**TASK INSTRUCTIONS:** Read through the listing and copy every line that contains the word "newer".

**DATA FOR THE TASK:**

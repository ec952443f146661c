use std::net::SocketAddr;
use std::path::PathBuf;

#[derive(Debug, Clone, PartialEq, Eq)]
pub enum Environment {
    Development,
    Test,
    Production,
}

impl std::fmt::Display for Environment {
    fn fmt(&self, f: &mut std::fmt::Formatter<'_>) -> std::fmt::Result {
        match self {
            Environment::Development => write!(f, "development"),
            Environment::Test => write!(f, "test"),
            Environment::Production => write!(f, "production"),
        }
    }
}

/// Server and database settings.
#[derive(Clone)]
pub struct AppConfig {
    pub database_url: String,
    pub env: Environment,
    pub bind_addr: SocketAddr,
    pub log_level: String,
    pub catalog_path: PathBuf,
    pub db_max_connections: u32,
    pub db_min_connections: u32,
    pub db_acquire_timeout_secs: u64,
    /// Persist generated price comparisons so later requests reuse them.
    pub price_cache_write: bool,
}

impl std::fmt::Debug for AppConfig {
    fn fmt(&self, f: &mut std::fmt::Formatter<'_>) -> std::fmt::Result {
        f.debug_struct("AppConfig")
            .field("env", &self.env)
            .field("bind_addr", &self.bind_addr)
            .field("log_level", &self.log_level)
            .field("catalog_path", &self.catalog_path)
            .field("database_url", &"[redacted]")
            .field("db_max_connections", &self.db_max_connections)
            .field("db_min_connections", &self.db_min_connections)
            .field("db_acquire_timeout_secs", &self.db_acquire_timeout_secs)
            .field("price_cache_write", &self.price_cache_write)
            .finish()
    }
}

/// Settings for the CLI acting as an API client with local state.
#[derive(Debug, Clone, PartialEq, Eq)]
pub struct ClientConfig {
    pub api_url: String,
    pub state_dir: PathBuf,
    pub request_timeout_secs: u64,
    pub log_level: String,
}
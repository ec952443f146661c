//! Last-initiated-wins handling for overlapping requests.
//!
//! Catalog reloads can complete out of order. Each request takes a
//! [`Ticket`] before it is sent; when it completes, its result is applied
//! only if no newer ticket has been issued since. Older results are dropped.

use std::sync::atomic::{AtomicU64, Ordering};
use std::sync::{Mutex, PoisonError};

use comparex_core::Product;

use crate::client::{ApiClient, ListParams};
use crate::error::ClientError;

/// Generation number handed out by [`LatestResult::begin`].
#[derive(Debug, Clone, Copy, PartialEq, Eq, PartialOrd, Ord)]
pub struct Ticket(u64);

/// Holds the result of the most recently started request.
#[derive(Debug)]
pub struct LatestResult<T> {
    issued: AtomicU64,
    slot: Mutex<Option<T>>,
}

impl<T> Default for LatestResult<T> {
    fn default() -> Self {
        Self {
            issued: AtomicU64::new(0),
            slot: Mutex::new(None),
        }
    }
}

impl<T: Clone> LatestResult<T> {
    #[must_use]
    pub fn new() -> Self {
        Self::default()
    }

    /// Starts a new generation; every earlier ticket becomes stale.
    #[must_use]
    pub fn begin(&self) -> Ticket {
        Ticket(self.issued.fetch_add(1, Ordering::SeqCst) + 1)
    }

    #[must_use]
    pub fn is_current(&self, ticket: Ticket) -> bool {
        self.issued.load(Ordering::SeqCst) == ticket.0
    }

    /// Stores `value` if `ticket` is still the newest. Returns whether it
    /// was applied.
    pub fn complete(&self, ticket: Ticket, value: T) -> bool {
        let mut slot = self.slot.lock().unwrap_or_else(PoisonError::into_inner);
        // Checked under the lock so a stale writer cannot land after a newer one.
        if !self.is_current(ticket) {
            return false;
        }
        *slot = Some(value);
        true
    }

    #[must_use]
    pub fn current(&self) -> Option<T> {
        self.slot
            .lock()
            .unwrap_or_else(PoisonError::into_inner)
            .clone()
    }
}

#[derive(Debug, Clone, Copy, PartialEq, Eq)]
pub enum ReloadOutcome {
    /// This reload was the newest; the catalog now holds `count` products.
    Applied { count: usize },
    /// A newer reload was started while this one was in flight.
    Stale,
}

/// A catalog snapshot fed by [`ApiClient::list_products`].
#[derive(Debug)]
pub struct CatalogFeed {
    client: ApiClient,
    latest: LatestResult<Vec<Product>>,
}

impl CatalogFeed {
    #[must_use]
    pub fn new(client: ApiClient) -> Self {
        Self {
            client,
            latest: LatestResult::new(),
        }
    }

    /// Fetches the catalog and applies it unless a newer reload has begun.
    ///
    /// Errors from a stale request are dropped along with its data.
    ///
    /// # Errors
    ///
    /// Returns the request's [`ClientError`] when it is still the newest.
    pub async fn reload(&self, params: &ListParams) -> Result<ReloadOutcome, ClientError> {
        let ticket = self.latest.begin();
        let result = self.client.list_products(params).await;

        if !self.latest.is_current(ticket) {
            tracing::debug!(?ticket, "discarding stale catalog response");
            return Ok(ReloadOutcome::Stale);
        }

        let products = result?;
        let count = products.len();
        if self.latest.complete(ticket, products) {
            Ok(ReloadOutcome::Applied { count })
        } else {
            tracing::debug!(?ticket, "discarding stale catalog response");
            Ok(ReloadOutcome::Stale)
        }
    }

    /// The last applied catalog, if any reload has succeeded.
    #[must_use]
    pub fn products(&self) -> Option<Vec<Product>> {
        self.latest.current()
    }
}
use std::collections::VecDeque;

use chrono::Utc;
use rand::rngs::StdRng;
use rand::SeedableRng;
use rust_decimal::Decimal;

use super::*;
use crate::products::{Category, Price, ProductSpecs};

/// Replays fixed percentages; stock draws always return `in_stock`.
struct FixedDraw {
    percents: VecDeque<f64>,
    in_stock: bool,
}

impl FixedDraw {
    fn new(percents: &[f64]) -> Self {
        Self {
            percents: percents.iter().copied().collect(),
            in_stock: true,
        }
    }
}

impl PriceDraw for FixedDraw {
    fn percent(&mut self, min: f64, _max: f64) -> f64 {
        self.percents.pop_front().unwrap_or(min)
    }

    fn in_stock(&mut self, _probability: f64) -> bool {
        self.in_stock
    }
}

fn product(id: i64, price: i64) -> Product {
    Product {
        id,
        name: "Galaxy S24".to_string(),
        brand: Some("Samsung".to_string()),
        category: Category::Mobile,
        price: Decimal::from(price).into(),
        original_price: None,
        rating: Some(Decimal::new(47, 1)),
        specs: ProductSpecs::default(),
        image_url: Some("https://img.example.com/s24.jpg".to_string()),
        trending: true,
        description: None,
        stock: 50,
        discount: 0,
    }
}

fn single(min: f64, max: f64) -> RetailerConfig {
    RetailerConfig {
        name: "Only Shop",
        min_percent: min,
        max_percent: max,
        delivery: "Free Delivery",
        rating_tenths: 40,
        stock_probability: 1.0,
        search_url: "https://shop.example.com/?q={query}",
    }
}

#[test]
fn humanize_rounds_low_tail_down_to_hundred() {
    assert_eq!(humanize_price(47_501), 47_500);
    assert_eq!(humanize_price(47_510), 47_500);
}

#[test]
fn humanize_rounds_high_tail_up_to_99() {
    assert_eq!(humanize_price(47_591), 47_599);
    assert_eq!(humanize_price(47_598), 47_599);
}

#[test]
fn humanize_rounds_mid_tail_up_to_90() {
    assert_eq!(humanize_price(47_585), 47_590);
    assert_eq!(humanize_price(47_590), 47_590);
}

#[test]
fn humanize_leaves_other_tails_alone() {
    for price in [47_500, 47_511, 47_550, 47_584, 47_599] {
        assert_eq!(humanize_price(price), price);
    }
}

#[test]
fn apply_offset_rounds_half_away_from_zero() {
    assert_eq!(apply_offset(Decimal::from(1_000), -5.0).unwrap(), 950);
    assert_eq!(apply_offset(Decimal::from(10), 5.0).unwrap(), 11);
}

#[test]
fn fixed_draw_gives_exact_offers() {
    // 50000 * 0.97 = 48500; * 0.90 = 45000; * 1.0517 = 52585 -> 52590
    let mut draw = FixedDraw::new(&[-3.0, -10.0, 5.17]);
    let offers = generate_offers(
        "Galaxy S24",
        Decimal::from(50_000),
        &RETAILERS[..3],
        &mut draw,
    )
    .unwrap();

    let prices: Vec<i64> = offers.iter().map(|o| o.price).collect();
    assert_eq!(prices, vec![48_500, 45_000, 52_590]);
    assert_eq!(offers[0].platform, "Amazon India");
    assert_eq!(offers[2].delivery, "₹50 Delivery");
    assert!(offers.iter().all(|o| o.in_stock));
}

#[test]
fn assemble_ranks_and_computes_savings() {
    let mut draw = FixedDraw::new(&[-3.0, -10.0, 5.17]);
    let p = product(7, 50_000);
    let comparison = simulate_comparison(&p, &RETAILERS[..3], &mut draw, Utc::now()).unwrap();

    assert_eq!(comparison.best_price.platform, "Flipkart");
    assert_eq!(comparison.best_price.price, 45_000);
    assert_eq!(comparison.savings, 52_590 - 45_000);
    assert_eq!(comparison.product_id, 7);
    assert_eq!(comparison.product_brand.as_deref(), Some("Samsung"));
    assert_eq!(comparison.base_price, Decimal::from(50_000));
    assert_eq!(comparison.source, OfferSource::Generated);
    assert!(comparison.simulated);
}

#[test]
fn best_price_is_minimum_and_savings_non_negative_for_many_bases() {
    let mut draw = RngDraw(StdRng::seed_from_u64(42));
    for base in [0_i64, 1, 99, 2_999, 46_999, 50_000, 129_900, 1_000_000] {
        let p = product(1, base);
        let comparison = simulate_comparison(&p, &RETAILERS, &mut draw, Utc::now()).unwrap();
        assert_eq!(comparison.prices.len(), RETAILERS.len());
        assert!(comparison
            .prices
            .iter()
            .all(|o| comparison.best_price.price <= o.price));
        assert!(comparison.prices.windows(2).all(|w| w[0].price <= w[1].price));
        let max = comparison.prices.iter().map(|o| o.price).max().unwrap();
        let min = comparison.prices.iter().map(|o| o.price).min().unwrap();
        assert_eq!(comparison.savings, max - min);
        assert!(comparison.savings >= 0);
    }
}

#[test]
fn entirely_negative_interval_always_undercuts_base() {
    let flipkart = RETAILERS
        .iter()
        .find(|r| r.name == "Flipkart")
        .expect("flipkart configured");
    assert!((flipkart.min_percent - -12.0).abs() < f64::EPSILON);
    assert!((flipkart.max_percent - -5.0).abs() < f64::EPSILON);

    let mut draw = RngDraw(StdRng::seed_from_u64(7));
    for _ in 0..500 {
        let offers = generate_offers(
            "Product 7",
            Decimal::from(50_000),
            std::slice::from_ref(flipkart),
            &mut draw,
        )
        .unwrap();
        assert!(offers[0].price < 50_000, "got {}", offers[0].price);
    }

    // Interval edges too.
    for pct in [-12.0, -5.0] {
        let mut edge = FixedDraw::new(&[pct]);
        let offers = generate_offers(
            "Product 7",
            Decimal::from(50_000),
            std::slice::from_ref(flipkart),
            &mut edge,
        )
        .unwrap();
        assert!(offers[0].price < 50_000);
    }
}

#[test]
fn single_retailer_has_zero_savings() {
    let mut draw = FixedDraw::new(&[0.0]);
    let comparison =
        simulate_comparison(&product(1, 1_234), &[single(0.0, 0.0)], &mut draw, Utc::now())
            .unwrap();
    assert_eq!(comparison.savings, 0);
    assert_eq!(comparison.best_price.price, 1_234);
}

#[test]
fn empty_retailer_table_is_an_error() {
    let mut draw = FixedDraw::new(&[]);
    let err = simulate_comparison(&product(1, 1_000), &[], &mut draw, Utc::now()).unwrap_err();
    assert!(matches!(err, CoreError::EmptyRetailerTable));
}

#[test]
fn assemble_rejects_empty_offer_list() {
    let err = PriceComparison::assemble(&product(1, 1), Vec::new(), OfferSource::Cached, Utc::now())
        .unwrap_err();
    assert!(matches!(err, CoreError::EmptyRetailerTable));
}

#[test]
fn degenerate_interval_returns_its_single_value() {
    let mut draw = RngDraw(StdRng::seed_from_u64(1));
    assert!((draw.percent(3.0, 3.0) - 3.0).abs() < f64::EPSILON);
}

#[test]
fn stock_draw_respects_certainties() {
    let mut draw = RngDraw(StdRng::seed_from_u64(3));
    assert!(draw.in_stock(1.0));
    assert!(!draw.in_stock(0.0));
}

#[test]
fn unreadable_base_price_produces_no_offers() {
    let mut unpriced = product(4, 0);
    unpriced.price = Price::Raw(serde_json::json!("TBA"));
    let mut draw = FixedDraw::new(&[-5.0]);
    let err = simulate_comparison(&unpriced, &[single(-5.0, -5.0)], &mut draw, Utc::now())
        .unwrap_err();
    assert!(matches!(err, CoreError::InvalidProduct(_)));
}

...

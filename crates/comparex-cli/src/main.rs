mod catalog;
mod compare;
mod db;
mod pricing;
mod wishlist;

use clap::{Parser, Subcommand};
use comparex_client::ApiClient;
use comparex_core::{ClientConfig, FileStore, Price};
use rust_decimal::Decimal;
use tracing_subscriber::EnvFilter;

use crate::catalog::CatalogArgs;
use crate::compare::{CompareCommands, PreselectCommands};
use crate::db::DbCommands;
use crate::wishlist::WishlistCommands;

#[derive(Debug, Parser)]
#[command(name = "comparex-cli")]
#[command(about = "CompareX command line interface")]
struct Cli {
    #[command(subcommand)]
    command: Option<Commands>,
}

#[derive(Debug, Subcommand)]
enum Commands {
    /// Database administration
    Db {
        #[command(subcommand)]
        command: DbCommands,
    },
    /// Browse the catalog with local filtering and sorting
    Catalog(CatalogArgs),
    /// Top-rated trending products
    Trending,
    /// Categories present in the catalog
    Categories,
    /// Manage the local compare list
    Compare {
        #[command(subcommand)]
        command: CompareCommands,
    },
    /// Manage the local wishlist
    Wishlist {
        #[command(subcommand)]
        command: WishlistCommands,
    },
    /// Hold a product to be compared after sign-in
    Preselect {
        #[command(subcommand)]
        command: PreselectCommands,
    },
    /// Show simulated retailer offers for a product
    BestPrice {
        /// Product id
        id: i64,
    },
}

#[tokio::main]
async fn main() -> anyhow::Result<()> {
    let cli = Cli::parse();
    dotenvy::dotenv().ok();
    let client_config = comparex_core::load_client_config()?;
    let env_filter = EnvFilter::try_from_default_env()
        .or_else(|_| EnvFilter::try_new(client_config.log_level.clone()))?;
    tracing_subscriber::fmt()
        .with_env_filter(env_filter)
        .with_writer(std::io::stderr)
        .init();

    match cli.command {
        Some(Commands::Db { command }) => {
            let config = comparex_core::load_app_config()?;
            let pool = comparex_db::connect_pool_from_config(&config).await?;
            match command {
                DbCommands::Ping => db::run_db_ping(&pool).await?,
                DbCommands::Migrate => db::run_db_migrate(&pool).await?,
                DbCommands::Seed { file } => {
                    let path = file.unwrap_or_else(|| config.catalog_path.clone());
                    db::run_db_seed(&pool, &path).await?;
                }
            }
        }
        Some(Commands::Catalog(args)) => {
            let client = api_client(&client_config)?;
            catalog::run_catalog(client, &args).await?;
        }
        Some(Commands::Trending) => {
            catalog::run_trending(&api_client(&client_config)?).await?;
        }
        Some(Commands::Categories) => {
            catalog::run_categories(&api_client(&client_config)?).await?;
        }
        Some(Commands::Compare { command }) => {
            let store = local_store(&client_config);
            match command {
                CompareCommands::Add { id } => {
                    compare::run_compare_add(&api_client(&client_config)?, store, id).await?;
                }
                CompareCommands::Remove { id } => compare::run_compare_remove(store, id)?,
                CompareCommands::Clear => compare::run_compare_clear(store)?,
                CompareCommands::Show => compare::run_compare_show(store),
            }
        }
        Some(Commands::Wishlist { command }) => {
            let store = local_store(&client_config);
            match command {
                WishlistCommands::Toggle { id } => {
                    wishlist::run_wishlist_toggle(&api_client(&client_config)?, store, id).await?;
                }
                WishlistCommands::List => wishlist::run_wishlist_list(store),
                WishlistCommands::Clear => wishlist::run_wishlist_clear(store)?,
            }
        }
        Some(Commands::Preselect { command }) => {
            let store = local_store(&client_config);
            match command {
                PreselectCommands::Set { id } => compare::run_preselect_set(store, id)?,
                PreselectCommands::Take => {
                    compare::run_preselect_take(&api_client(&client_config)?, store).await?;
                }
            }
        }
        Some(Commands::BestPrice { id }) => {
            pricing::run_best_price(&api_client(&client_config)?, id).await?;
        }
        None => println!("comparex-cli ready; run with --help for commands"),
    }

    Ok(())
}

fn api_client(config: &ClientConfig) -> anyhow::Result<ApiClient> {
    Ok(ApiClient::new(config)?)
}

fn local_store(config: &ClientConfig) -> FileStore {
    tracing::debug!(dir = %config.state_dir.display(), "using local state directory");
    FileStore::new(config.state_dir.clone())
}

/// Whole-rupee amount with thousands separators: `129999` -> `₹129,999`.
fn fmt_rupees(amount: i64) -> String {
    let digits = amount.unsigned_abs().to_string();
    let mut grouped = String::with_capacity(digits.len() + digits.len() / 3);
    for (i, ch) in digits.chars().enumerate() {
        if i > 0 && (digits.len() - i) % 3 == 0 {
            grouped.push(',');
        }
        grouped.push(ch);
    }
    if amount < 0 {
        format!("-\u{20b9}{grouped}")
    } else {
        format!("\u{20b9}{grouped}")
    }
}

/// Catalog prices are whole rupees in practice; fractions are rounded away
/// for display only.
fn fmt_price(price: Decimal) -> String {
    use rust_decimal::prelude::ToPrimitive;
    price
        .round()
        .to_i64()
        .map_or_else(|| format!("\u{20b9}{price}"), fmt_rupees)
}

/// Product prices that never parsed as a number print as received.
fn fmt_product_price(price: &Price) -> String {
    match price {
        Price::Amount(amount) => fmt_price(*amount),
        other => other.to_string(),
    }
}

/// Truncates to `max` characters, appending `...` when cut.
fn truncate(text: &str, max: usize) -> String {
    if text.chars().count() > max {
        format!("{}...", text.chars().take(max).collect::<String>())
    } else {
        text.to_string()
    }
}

---

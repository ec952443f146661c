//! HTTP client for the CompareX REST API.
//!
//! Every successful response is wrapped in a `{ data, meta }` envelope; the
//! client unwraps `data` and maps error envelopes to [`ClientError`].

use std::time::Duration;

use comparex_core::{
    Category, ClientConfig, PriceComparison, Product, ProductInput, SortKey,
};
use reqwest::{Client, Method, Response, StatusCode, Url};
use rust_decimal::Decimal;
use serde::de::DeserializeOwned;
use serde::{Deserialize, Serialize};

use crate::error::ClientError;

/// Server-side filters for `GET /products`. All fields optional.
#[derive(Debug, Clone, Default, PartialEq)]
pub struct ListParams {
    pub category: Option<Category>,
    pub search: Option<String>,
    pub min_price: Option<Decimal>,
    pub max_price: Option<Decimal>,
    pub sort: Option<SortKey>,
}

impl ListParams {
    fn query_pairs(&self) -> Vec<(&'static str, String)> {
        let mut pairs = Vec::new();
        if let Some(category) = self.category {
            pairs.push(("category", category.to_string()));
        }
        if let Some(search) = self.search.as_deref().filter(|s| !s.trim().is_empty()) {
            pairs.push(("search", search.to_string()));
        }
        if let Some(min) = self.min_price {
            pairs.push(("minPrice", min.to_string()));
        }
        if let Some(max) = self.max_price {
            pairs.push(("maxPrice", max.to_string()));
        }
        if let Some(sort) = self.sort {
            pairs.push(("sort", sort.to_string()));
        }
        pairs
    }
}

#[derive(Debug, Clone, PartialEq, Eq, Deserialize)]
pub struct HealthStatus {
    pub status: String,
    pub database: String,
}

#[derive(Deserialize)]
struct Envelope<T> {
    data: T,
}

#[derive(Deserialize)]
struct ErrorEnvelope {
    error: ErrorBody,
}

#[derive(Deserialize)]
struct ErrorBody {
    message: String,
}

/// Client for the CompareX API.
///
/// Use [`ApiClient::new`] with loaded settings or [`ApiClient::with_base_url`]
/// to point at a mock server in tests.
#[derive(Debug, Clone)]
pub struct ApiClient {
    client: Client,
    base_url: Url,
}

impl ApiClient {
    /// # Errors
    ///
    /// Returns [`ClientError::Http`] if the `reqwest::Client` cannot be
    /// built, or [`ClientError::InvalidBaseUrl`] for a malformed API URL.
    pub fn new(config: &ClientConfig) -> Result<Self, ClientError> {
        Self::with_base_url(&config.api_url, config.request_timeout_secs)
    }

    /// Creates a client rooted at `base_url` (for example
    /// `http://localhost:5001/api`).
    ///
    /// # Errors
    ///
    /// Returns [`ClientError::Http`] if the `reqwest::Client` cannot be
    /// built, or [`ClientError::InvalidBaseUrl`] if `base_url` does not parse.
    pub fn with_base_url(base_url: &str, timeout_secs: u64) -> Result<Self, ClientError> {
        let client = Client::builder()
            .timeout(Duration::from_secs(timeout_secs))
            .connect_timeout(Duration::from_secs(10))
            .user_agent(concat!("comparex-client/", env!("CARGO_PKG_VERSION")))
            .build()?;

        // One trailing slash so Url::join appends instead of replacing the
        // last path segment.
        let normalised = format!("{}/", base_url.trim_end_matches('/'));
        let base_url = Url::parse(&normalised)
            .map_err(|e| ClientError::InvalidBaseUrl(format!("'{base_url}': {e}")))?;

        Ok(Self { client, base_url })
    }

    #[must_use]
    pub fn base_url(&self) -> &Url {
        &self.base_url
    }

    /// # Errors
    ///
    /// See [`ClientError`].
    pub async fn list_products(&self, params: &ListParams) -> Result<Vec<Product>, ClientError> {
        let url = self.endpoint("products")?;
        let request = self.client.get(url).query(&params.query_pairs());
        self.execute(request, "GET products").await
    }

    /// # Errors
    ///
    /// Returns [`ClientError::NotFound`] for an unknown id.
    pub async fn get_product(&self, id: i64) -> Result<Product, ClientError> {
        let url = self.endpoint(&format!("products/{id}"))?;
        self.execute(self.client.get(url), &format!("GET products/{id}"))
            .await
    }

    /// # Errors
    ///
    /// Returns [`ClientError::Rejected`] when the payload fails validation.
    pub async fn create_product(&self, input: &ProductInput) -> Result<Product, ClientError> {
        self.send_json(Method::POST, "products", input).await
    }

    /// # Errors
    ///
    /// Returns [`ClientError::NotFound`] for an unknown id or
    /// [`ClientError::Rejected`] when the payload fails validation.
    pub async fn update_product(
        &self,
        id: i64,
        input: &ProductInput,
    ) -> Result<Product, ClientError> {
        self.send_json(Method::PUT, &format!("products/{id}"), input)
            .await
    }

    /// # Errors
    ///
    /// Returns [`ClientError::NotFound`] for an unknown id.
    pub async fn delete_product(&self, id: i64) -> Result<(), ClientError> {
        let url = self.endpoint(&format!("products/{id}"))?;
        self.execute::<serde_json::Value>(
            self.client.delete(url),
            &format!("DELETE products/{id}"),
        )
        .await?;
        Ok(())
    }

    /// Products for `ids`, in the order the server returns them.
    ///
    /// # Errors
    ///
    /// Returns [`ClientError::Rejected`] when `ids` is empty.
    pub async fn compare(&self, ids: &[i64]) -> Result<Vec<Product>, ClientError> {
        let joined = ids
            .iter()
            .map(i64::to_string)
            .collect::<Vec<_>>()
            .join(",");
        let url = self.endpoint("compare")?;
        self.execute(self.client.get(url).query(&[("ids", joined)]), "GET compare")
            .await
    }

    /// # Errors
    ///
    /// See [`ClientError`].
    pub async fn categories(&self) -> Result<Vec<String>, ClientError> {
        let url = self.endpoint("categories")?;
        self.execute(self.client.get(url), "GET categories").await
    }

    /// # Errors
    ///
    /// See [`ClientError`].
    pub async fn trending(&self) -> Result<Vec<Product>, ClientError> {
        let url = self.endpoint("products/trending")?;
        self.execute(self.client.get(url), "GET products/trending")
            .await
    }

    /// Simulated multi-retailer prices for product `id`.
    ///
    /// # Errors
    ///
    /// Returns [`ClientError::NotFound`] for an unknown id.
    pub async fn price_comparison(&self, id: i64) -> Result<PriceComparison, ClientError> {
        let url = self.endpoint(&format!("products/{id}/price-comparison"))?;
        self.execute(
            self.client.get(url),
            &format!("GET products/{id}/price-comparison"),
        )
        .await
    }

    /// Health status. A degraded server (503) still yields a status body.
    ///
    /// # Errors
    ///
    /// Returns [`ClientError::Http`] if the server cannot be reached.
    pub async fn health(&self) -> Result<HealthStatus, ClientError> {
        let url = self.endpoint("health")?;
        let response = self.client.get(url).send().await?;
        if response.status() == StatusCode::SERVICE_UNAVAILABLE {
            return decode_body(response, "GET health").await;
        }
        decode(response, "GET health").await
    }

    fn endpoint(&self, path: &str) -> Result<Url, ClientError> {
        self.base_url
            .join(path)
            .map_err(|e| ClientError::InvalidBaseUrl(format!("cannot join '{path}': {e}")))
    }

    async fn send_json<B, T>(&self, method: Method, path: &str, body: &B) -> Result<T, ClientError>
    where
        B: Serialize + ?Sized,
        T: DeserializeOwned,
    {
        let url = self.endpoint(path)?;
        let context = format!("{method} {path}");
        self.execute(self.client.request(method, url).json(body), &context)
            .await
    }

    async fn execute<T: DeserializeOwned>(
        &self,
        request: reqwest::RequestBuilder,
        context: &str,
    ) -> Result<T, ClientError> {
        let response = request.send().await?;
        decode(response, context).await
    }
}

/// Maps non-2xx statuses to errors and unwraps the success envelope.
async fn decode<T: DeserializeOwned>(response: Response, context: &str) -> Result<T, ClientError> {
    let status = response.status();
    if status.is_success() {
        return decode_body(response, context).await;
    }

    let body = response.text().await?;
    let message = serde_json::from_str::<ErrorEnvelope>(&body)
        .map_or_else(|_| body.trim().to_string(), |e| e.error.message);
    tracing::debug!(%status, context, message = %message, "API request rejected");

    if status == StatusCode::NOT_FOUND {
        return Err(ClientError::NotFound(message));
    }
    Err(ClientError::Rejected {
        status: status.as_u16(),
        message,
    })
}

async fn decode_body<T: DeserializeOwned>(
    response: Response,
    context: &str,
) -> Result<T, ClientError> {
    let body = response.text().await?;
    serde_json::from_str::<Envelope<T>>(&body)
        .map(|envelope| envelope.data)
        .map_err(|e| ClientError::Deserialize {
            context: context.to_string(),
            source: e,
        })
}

**REPLY:**
//! only if no newer ticket has been issued since. Older results are dropped.
        // Checked under the lock so a stale writer cannot land after a newer one.
    /// A newer reload was started while this one was in flight.
    /// Fetches the catalog and applies it unless a newer reload has begun.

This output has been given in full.